(RECORDS FOR THIS TASK Opens)

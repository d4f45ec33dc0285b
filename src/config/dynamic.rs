//! Dynamic configuration as produced by providers.
//!
//! Every provider sends a complete [`Configuration`]; the aggregator merges
//! them and qualifies names before the runtime model is built from it.

use super::Duration;
use serde::{Deserialize, Serialize};
use std::collections::BTreeMap;

#[derive(Debug, Clone, Default, PartialEq, Serialize, Deserialize)]
#[serde(rename_all = "camelCase")]
pub struct Configuration {
    #[serde(default, skip_serializing_if = "Option::is_none")]
    pub http: Option<HttpConfiguration>,

    #[serde(default, skip_serializing_if = "Option::is_none")]
    pub tcp: Option<TcpConfiguration>,
}

#[derive(Debug, Clone, Default, PartialEq, Serialize, Deserialize)]
#[serde(rename_all = "camelCase")]
pub struct HttpConfiguration {
    #[serde(default)]
    pub routers: BTreeMap<String, Router>,

    #[serde(default)]
    pub services: BTreeMap<String, Service>,

    #[serde(default)]
    pub middlewares: BTreeMap<String, Middleware>,
}

#[derive(Debug, Clone, Default, PartialEq, Serialize, Deserialize)]
#[serde(rename_all = "camelCase")]
pub struct Router {
    #[serde(default)]
    pub entry_points: Vec<String>,

    #[serde(default)]
    pub middlewares: Vec<String>,

    pub service: String,

    pub rule: String,

    #[serde(default)]
    pub priority: i32,

    #[serde(default, skip_serializing_if = "Option::is_none")]
    pub tls: Option<RouterTlsConfig>,
}

#[derive(Debug, Clone, Default, PartialEq, Serialize, Deserialize)]
#[serde(rename_all = "camelCase")]
pub struct RouterTlsConfig {
    #[serde(default)]
    pub options: String,

    #[serde(default)]
    pub cert_resolver: String,

    #[serde(default)]
    pub domains: Vec<Domain>,
}

#[derive(Debug, Clone, Default, PartialEq, Serialize, Deserialize)]
#[serde(rename_all = "camelCase")]
pub struct Domain {
    pub main: String,

    #[serde(default)]
    pub sans: Vec<String>,
}

/// A service is either a load balancer over servers or a weighted set of
/// other services. Exactly one of the two must be set.
#[derive(Debug, Clone, Default, PartialEq, Serialize, Deserialize)]
#[serde(rename_all = "camelCase")]
pub struct Service {
    #[serde(default, skip_serializing_if = "Option::is_none")]
    pub load_balancer: Option<ServersLoadBalancer>,

    #[serde(default, skip_serializing_if = "Option::is_none")]
    pub weighted: Option<WeightedRoundRobin>,
}

#[derive(Debug, Clone, Default, PartialEq, Serialize, Deserialize)]
#[serde(rename_all = "camelCase")]
pub struct WeightedRoundRobin {
    #[serde(default)]
    pub services: Vec<WeightedServiceRef>,

    #[serde(default, skip_serializing_if = "Option::is_none")]
    pub sticky: Option<Sticky>,
}

#[derive(Debug, Clone, PartialEq, Serialize, Deserialize)]
#[serde(rename_all = "camelCase")]
pub struct WeightedServiceRef {
    pub name: String,

    #[serde(default = "default_weight")]
    pub weight: u32,
}

#[derive(Debug, Clone, Default, PartialEq, Serialize, Deserialize)]
#[serde(rename_all = "camelCase")]
pub struct Sticky {
    #[serde(default, skip_serializing_if = "Option::is_none")]
    pub cookie: Option<Cookie>,
}

#[derive(Debug, Clone, Default, PartialEq, Serialize, Deserialize)]
#[serde(rename_all = "camelCase")]
pub struct Cookie {
    /// Empty means "derive from the service name".
    #[serde(default)]
    pub name: String,

    #[serde(default)]
    pub secure: bool,

    #[serde(default)]
    pub http_only: bool,

    #[serde(default)]
    pub same_site: String,
}

#[derive(Debug, Clone, PartialEq, Serialize, Deserialize)]
#[serde(rename_all = "camelCase")]
pub struct ServersLoadBalancer {
    #[serde(default, skip_serializing_if = "Option::is_none")]
    pub sticky: Option<Sticky>,

    #[serde(default)]
    pub servers: Vec<Server>,

    #[serde(default, skip_serializing_if = "Option::is_none")]
    pub health_check: Option<HealthCheck>,

    #[serde(default = "default_true")]
    pub pass_host_header: bool,
}

impl Default for ServersLoadBalancer {
    fn default() -> Self {
        Self {
            sticky: None,
            servers: Vec::new(),
            health_check: None,
            pass_host_header: true,
        }
    }
}

impl ServersLoadBalancer {
    /// Structural equality over everything except the server list.
    ///
    /// Two providers describing the same service may contribute different
    /// servers; they can only be merged when the rest of the load balancer
    /// definition agrees.
    pub fn mergeable(&self, other: &ServersLoadBalancer) -> bool {
        self.sticky == other.sticky
            && self.health_check == other.health_check
            && self.pass_host_header == other.pass_host_header
    }
}

#[derive(Debug, Clone, PartialEq, Serialize, Deserialize)]
#[serde(rename_all = "camelCase")]
pub struct Server {
    pub url: String,

    #[serde(default = "default_weight")]
    pub weight: u32,
}

#[derive(Debug, Clone, PartialEq, Serialize, Deserialize)]
#[serde(rename_all = "camelCase")]
pub struct HealthCheck {
    #[serde(default, skip_serializing_if = "Option::is_none")]
    pub scheme: Option<String>,

    #[serde(default = "default_health_path")]
    pub path: String,

    #[serde(default, skip_serializing_if = "Option::is_none")]
    pub port: Option<u16>,

    #[serde(default = "default_health_interval")]
    pub interval: Duration,

    #[serde(default = "default_health_timeout")]
    pub timeout: Duration,

    #[serde(default, skip_serializing_if = "Option::is_none")]
    pub hostname: Option<String>,

    #[serde(default)]
    pub headers: BTreeMap<String, String>,
}

fn default_weight() -> u32 {
    1
}

fn default_true() -> bool {
    true
}

fn default_health_path() -> String {
    "/".to_string()
}

fn default_health_interval() -> Duration {
    Duration::from_secs(30)
}

fn default_health_timeout() -> Duration {
    Duration::from_secs(5)
}

// TCP

#[derive(Debug, Clone, Default, PartialEq, Serialize, Deserialize)]
#[serde(rename_all = "camelCase")]
pub struct TcpConfiguration {
    #[serde(default)]
    pub routers: BTreeMap<String, TcpRouter>,

    #[serde(default)]
    pub services: BTreeMap<String, TcpService>,
}

#[derive(Debug, Clone, Default, PartialEq, Serialize, Deserialize)]
#[serde(rename_all = "camelCase")]
pub struct TcpRouter {
    #[serde(default)]
    pub entry_points: Vec<String>,

    pub service: String,

    pub rule: String,

    #[serde(default)]
    pub priority: i32,

    #[serde(default, skip_serializing_if = "Option::is_none")]
    pub tls: Option<TcpRouterTlsConfig>,
}

#[derive(Debug, Clone, Default, PartialEq, Serialize, Deserialize)]
#[serde(rename_all = "camelCase")]
pub struct TcpRouterTlsConfig {
    #[serde(default)]
    pub passthrough: bool,

    #[serde(default)]
    pub options: String,

    #[serde(default)]
    pub cert_resolver: String,
}

#[derive(Debug, Clone, Default, PartialEq, Serialize, Deserialize)]
#[serde(rename_all = "camelCase")]
pub struct TcpService {
    #[serde(default, skip_serializing_if = "Option::is_none")]
    pub load_balancer: Option<TcpServersLoadBalancer>,

    #[serde(default, skip_serializing_if = "Option::is_none")]
    pub weighted: Option<TcpWeightedRoundRobin>,
}

#[derive(Debug, Clone, PartialEq, Serialize, Deserialize)]
#[serde(rename_all = "camelCase")]
pub struct TcpServersLoadBalancer {
    /// Milliseconds granted to the peer after one side half-closes.
    /// Negative disables the deadline.
    #[serde(default = "default_termination_delay")]
    pub termination_delay: i64,

    #[serde(default)]
    pub servers: Vec<TcpServer>,
}

impl Default for TcpServersLoadBalancer {
    fn default() -> Self {
        Self {
            termination_delay: default_termination_delay(),
            servers: Vec::new(),
        }
    }
}

impl TcpServersLoadBalancer {
    pub fn termination_delay(&self) -> Option<std::time::Duration> {
        u64::try_from(self.termination_delay)
            .ok()
            .map(std::time::Duration::from_millis)
    }

    /// Structural equality over everything except the server list.
    pub fn mergeable(&self, other: &TcpServersLoadBalancer) -> bool {
        self.termination_delay == other.termination_delay
    }
}

fn default_termination_delay() -> i64 {
    100
}

#[derive(Debug, Clone, PartialEq, Serialize, Deserialize)]
#[serde(rename_all = "camelCase")]
pub struct TcpServer {
    pub address: String,

    #[serde(default = "default_weight")]
    pub weight: u32,
}

#[derive(Debug, Clone, Default, PartialEq, Serialize, Deserialize)]
#[serde(rename_all = "camelCase")]
pub struct TcpWeightedRoundRobin {
    #[serde(default)]
    pub services: Vec<WeightedServiceRef>,
}

// Middlewares

/// Middleware options as written by providers: one optional field per kind.
/// Validation that exactly one is set happens when the middleware is built.
#[derive(Debug, Clone, Default, PartialEq, Serialize, Deserialize)]
#[serde(rename_all = "camelCase")]
pub struct Middleware {
    #[serde(default, skip_serializing_if = "Option::is_none")]
    pub add_prefix: Option<AddPrefix>,

    #[serde(default, skip_serializing_if = "Option::is_none")]
    pub strip_prefix: Option<StripPrefix>,

    #[serde(default, skip_serializing_if = "Option::is_none")]
    pub replace_path: Option<ReplacePath>,

    #[serde(default, skip_serializing_if = "Option::is_none")]
    pub replace_path_regex: Option<ReplacePathRegex>,

    #[serde(default, skip_serializing_if = "Option::is_none")]
    pub replace_query_regex: Option<ReplaceQueryRegex>,

    #[serde(default, skip_serializing_if = "Option::is_none")]
    pub headers: Option<Headers>,

    #[serde(default, skip_serializing_if = "Option::is_none")]
    pub ip_allow_list: Option<IpAllowList>,

    #[serde(default, skip_serializing_if = "Option::is_none")]
    pub basic_auth: Option<BasicAuth>,

    #[serde(default, skip_serializing_if = "Option::is_none")]
    pub forward_auth: Option<ForwardAuth>,

    #[serde(default, skip_serializing_if = "Option::is_none")]
    pub rate_limit: Option<RateLimit>,

    #[serde(default, skip_serializing_if = "Option::is_none")]
    pub in_flight_req: Option<InFlightReq>,

    #[serde(default, skip_serializing_if = "Option::is_none")]
    pub retry: Option<Retry>,

    #[serde(default, skip_serializing_if = "Option::is_none")]
    pub buffering: Option<Buffering>,

    #[serde(default, skip_serializing_if = "Option::is_none")]
    pub circuit_breaker: Option<CircuitBreaker>,

    #[serde(default, skip_serializing_if = "Option::is_none")]
    pub chain: Option<Chain>,
}

#[derive(Debug, Clone, Default, PartialEq, Serialize, Deserialize)]
#[serde(rename_all = "camelCase")]
pub struct AddPrefix {
    pub prefix: String,
}

#[derive(Debug, Clone, Default, PartialEq, Serialize, Deserialize)]
#[serde(rename_all = "camelCase")]
pub struct StripPrefix {
    #[serde(default)]
    pub prefixes: Vec<String>,

    #[serde(default)]
    pub force_slash: bool,
}

#[derive(Debug, Clone, Default, PartialEq, Serialize, Deserialize)]
#[serde(rename_all = "camelCase")]
pub struct ReplacePath {
    pub path: String,
}

#[derive(Debug, Clone, Default, PartialEq, Serialize, Deserialize)]
#[serde(rename_all = "camelCase")]
pub struct ReplacePathRegex {
    pub regex: String,

    #[serde(default)]
    pub replacement: String,
}

#[derive(Debug, Clone, Default, PartialEq, Serialize, Deserialize)]
#[serde(rename_all = "camelCase")]
pub struct ReplaceQueryRegex {
    pub regex: String,

    #[serde(default)]
    pub replacement: String,
}

#[derive(Debug, Clone, Default, PartialEq, Serialize, Deserialize)]
#[serde(rename_all = "camelCase")]
pub struct Headers {
    /// An empty value removes the header.
    #[serde(default)]
    pub custom_request_headers: BTreeMap<String, String>,

    #[serde(default)]
    pub custom_response_headers: BTreeMap<String, String>,
}

#[derive(Debug, Clone, Default, PartialEq, Serialize, Deserialize)]
#[serde(rename_all = "camelCase")]
pub struct IpStrategy {
    /// Position from the right of X-Forwarded-For to use; 0 means the peer address.
    #[serde(default)]
    pub depth: usize,

    #[serde(default, rename = "excludedIPs")]
    pub excluded_ips: Vec<String>,
}

#[derive(Debug, Clone, Default, PartialEq, Serialize, Deserialize)]
#[serde(rename_all = "camelCase")]
pub struct IpAllowList {
    #[serde(default)]
    pub source_range: Vec<String>,

    #[serde(default, skip_serializing_if = "Option::is_none")]
    pub ip_strategy: Option<IpStrategy>,
}

#[derive(Debug, Clone, Default, PartialEq, Serialize, Deserialize)]
#[serde(rename_all = "camelCase")]
pub struct BasicAuth {
    /// `user:password` or `user:{SHA}base64digest`.
    #[serde(default)]
    pub users: Vec<String>,

    #[serde(default)]
    pub realm: String,

    #[serde(default)]
    pub remove_header: bool,

    /// Forward the authenticated user name in this request header.
    #[serde(default)]
    pub header_field: String,
}

#[derive(Debug, Clone, Default, PartialEq, Serialize, Deserialize)]
#[serde(rename_all = "camelCase")]
pub struct ForwardAuth {
    pub address: String,

    #[serde(default)]
    pub trust_forward_header: bool,

    #[serde(default)]
    pub auth_response_headers: Vec<String>,
}

#[derive(Debug, Clone, Default, PartialEq, Serialize, Deserialize)]
#[serde(rename_all = "camelCase")]
pub struct SourceCriterion {
    #[serde(default, skip_serializing_if = "Option::is_none")]
    pub ip_strategy: Option<IpStrategy>,

    #[serde(default, skip_serializing_if = "Option::is_none")]
    pub request_header_name: Option<String>,

    #[serde(default)]
    pub request_host: bool,
}

#[derive(Debug, Clone, PartialEq, Serialize, Deserialize)]
#[serde(rename_all = "camelCase")]
pub struct RateLimit {
    /// Requests allowed per `period`, on average.
    pub average: u64,

    #[serde(default = "default_rate_period")]
    pub period: Duration,

    #[serde(default = "default_burst")]
    pub burst: u64,

    #[serde(default, skip_serializing_if = "Option::is_none")]
    pub source_criterion: Option<SourceCriterion>,
}

fn default_rate_period() -> Duration {
    Duration::from_secs(1)
}

fn default_burst() -> u64 {
    1
}

#[derive(Debug, Clone, Default, PartialEq, Serialize, Deserialize)]
#[serde(rename_all = "camelCase")]
pub struct InFlightReq {
    pub amount: u64,

    #[serde(default, skip_serializing_if = "Option::is_none")]
    pub source_criterion: Option<SourceCriterion>,
}

#[derive(Debug, Clone, Default, PartialEq, Serialize, Deserialize)]
#[serde(rename_all = "camelCase")]
pub struct Retry {
    /// 0 means one attempt per server of the target service.
    #[serde(default)]
    pub attempts: u32,

    #[serde(default)]
    pub initial_interval: Duration,
}

#[derive(Debug, Clone, Default, PartialEq, Serialize, Deserialize)]
#[serde(rename_all = "camelCase")]
pub struct Buffering {
    /// 0 means no limit.
    #[serde(default)]
    pub max_request_body_bytes: u64,

    #[serde(default)]
    pub mem_request_body_bytes: u64,

    #[serde(default)]
    pub max_response_body_bytes: u64,

    #[serde(default)]
    pub mem_response_body_bytes: u64,

    #[serde(default)]
    pub retry_expression: String,
}

#[derive(Debug, Clone, PartialEq, Serialize, Deserialize)]
#[serde(rename_all = "camelCase")]
pub struct CircuitBreaker {
    pub expression: String,

    #[serde(default = "default_check_period")]
    pub check_period: Duration,

    #[serde(default = "default_fallback_duration")]
    pub fallback_duration: Duration,

    #[serde(default = "default_recovery_duration")]
    pub recovery_duration: Duration,
}

fn default_check_period() -> Duration {
    Duration::from_millis(100)
}

fn default_fallback_duration() -> Duration {
    Duration::from_secs(10)
}

fn default_recovery_duration() -> Duration {
    Duration::from_secs(10)
}

#[derive(Debug, Clone, Default, PartialEq, Serialize, Deserialize)]
#[serde(rename_all = "camelCase")]
pub struct Chain {
    #[serde(default)]
    pub middlewares: Vec<String>,
}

(RECORDS FOR THIS TASK Closes)

Working from the data above, extract solely the lines from the one containing "impl Default for ServersLoadBalancer" through the one containing "self.health_check == other.health_check", exactly as they appear, both included.

* [SOLUTION TO THE EXERCISE]
impl Default for ServersLoadBalancer {
    fn default() -> Self {
        Self {
            sticky: None,
            servers: Vec::new(),
            health_check: None,
            pass_host_header: true,
        }
    }
}

impl ServersLoadBalancer {
    /// Structural equality over everything except the server list.
    ///
    /// Two providers describing the same service may contribute different
    /// servers; they can only be merged when the rest of the load balancer
    /// definition agrees.
    pub fn mergeable(&self, other: &ServersLoadBalancer) -> bool {
        self.sticky == other.sticky
            && self.health_check == other.health_check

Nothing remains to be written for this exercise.